Но существуют еще возражения, которые разум выдвигает против самого себя при толковании им Библии. Эти возражения мы вкратце укажем по порядку приведенных выше правил толкования и попытаемся их опровергнуть: а) Возражение: как откровение, Библия должна быть истолкована на собственной основе, а не на основе разума, так как сам источник познания находится не в разуме, а где-то в другом месте. Ответ: именно потому, что Библия считается Божественным откровением, она должна быть истолкована не только теоретически, в соответствии с принципами исторических учений (согласоваться с самой собой), но и практически, в соответствии с понятиями разума. Ведь на основании признаков, которые дает нам опыт, нельзя определить, что откровение божественно. Для него характерно (по крайней мере как conditio sine qua non) постоянное соответствие тому, что разум считает приличествующим Богу. b) Возражение: всему практическому всегда должна предшествовать некая теория, и так как такие теории в качестве учений об откровении могли бы содержать цели божественной воли, которых мы не в состоянии достигнуть, но содействовать которым – наш долг, то вера в такие теоретические положения содержит в себе, как кажется, некоторую обязательность, стало быть, сомневаться в них – грех. Ответ: это можно допустить, если речь идет о церковной вере, при которой принимается в соображение только практика установленных [церковью] обычаев, и тем, кто принадлежит к той или иной церкви, чтобы признать их истинными достаточно того, что учение не невозможно. Для религиозной же веры требуется убеждение в истинности, которая, однако, не может быть засвидетельствована уставами (как будто они божественные предписания); ведь то, что они таковы, всегда должна доказать история, которая не вправе выдавать самое себя за божественное откровение. Вот почему при религиозной вере, целиком обращенной на моральность образа жизни и на поведение, признание истинности исторических, хотя и библейских, учений само по себе не имеет никакой моральной ценности и имеет второстепенное значение, с) Возражение: как можно воззвать к духовно умершему «Встань и иди!»[204]204
  Использованы слова, обращенные к умершему Лазарю, – Евангелие от Иоанна 11, 43–44.


[Закрыть]
, если этот призыв не сопровождается сверхъестественной силой, дающей ему жизнь?
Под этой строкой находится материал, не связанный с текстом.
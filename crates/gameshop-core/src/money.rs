//! # Money Module
//!
//! Provides the `Money` type for prices, discounts and revenue totals.
//!
//! ## Why Integer Money?
//! ```text
//! ┌─────────────────────────────────────────────────────────────────────────┐
//! │  THE FLOATING POINT PROBLEM                                             │
//! │                                                                         │
//! │  Weekly rental of a 9.99/day game in floating point:                   │
//! │    9.99 × 7 × 0.85 = 59.440499999999995  ❌                             │
//! │                                                                         │
//! │  OUR SOLUTION: Integer Cents + Basis Points                            │
//! │    999 × 7 × 8500 = 59_440_500   (exact)                               │
//! │    (59_440_500 + 5000) / 10000 = 5944 cents = 59.44                    │
//! │    Rounded exactly once, at the end                                    │
//! │                                                                         │
//! └─────────────────────────────────────────────────────────────────────────┘
//! ```
//!
//! ## Usage
//! ```rust
//! use gameshop_core::money::Money;
//!
//! let per_day = Money::from_cents(1000);        // 10.00
//! let week = per_day.multiply_quantity(7);      // 70.00
//! let tiered = week.apply_bps(8500);            // 59.50
//! assert_eq!(tiered.cents(), 5950);
//! assert_eq!(tiered.display_with("€"), "59.50€");
//! ```

use serde::{Deserialize, Serialize};
use std::fmt;
use std::ops::{Add, AddAssign, Sub};

/// One whole unit expressed in basis points.
pub const BPS_SCALE: i64 = 10_000;

// =============================================================================
// Money Type
// =============================================================================

/// A monetary value in the smallest currency unit (cents).
///
/// ## Where Money is Used
/// ```text
/// Game.price_cents ──► pricing::rental_price ──► Quote.base_price
///                                                    │
///                  loyalty::apply_discount ◄─────────┘
///                          │
///                          ▼
///               Rental.price_cents / Sale.price_cents ──► RevenueSummary
/// ```
#[derive(Debug, Clone, Copy, PartialEq, Eq, PartialOrd, Ord, Hash, Serialize, Deserialize)]
pub struct Money(i64);

impl Money {
    /// Creates a Money value from cents.
    #[inline]
    pub const fn from_cents(cents: i64) -> Self {
        Money(cents)
    }

    /// Creates a Money value from major and minor units.
    ///
    /// ```rust
    /// use gameshop_core::money::Money;
    ///
    /// assert_eq!(Money::from_major_minor(59, 50).cents(), 5950);
    /// ```
    #[inline]
    pub const fn from_major_minor(major: i64, minor: i64) -> Self {
        if major < 0 {
            Money(major * 100 - minor)
        } else {
            Money(major * 100 + minor)
        }
    }

    /// Returns the value in cents.
    #[inline]
    pub const fn cents(&self) -> i64 {
        self.0
    }

    /// Returns the major unit portion.
    #[inline]
    pub const fn major(&self) -> i64 {
        self.0 / 100
    }

    /// Returns the minor unit portion (always 0-99).
    #[inline]
    pub const fn minor(&self) -> i64 {
        (self.0 % 100).abs()
    }

    #[inline]
    pub const fn zero() -> Self {
        Money(0)
    }

    #[inline]
    pub const fn is_zero(&self) -> bool {
        self.0 == 0
    }

    #[inline]
    pub const fn is_negative(&self) -> bool {
        self.0 < 0
    }

    /// Multiplies money by a whole quantity (days, units).
    #[inline]
    pub const fn multiply_quantity(&self, qty: i64) -> Self {
        Money(self.0 * qty)
    }

    /// Scales by a factor given in basis points, rounding half up to the cent.
    ///
    /// ## Implementation
    /// `(amount * bps + 5000) / 10000` computed in i128.
    /// ```rust
    /// use gameshop_core::money::Money;
    ///
    /// // 70.00 × 0.85
    /// assert_eq!(Money::from_cents(7000).apply_bps(8500).cents(), 5950);
    /// // 69.93 × 0.85 = 59.4405 → 59.44
    /// assert_eq!(Money::from_cents(6993).apply_bps(8500).cents(), 5944);
    /// ```
    pub fn apply_bps(&self, bps: u32) -> Money {
        let half = BPS_SCALE as i128 / 2;
        let scaled = (self.0 as i128 * bps as i128 + half) / BPS_SCALE as i128;
        Money::from_cents(scaled as i64)
    }

    /// Subtracts, flooring the result at zero.
    ///
    /// ```rust
    /// use gameshop_core::money::Money;
    ///
    /// let price = Money::from_cents(500);
    /// assert_eq!(price.saturating_sub(Money::from_cents(2000)), Money::zero());
    /// ```
    #[inline]
    pub fn saturating_sub(&self, other: Money) -> Money {
        Money((self.0 - other.0).max(0))
    }

    /// Formats with two decimals and the currency symbol appended.
    ///
    /// ```rust
    /// use gameshop_core::money::Money;
    ///
    /// assert_eq!(Money::from_cents(5950).display_with("€"), "59.50€");
    /// assert_eq!(Money::from_cents(5).display_with("$"), "0.05$");
    /// ```
    pub fn display_with(&self, symbol: &str) -> String {
        format!("{self}{symbol}")
    }
}

// =============================================================================
// Trait Implementations
// =============================================================================

/// Plain two-decimal amount, no symbol.
impl fmt::Display for Money {
    fn fmt(&self, f: &mut fmt::Formatter<'_>) -> fmt::Result {
        let sign = if self.0 < 0 { "-" } else { "" };
        write!(f, "{}{}.{:02}", sign, self.major().abs(), self.minor())
    }
}

impl Default for Money {
    fn default() -> Self {
        Money::zero()
    }
}

impl Add for Money {
    type Output = Self;

    #[inline]
    fn add(self, other: Self) -> Self {
        Money(self.0 + other.0)
    }
}

impl AddAssign for Money {
    #[inline]
    fn add_assign(&mut self, other: Self) {
        self.0 += other.0;
    }
}

impl Sub for Money {
    type Output = Self;

    #[inline]
    fn sub(self, other: Self) -> Self {
        Money(self.0 - other.0)
    }
}

impl std::iter::Sum for Money {
    fn sum<I: Iterator<Item = Money>>(iter: I) -> Self {
        iter.fold(Money::zero(), |acc, m| acc + m)
    }
}

// =============================================================================
// Unit Tests
// =============================================================================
Ответ: это призыв собственного разума человека, поскольку разум заключает в себе сверхчувственный принцип моральной жизни. Хотя этот принцип не может, по всей вероятности, немедленно пробудить человека к жизни так, чтобы он мог самостоятельно стать на ноги, но может внушить ему стремление к добродетельному образу жизни (как человеку, у которого силы дремлют, но еще не угасли), и это уже некоторая деятельность, не нуждающаяся ни в каком внешнем влиянии; если она будет продолжена, она может привести к предусмотренному изменению в поведении, d) Возражение: вера в некоторое неведомое нам восполнение недостатка в нашей собственной справедливости, стало быть, как благодеяние со стороны другого, есть напрасно принятое основание (petitio principii) для удовлетворения ощущаемой нами потребности. Ведь то, чего мы ждем от милости Вышестоящего, не дает основания признать как само собой разумеющееся, что это нам обязательно достанется, разве только нам это действительно обещано, и то лишь после принятия данного нам определенного обещания как по настоящему договору. Следовательно, мы можем предполагать такое дополнение и надеяться на него, только если оно действительно обещано через Божественное откровение, но нельзя рассчитывать на счастливый случай. Ответ: непосредственное Божественное откровение в утешительном изречении: «Твои грехи отпущены» – было бы сверхчувственным опытом, а он невозможен. Но в таком опыте и нет надобности, если дело касается того, что (как религия) покоится на рациональных основаниях морали и потому a priori, по крайней мере в практическом отношении, несомненно. Иначе и нельзя мыслить установления некоего святого и милостивого законодателя, касающиеся слабых существ, которые, однако, по присущей им способности стремятся исполнить все то, что они считают долгом. И даже основанная на разуме вера и упование на такое дополнение, причем необязательно, чтобы к этому было добавлено эмпирически данное обещание, больше доказывает истинно моральный образ мыслей и тем самым восприимчивость к ожидаемой милости, чем эмпирическая вера.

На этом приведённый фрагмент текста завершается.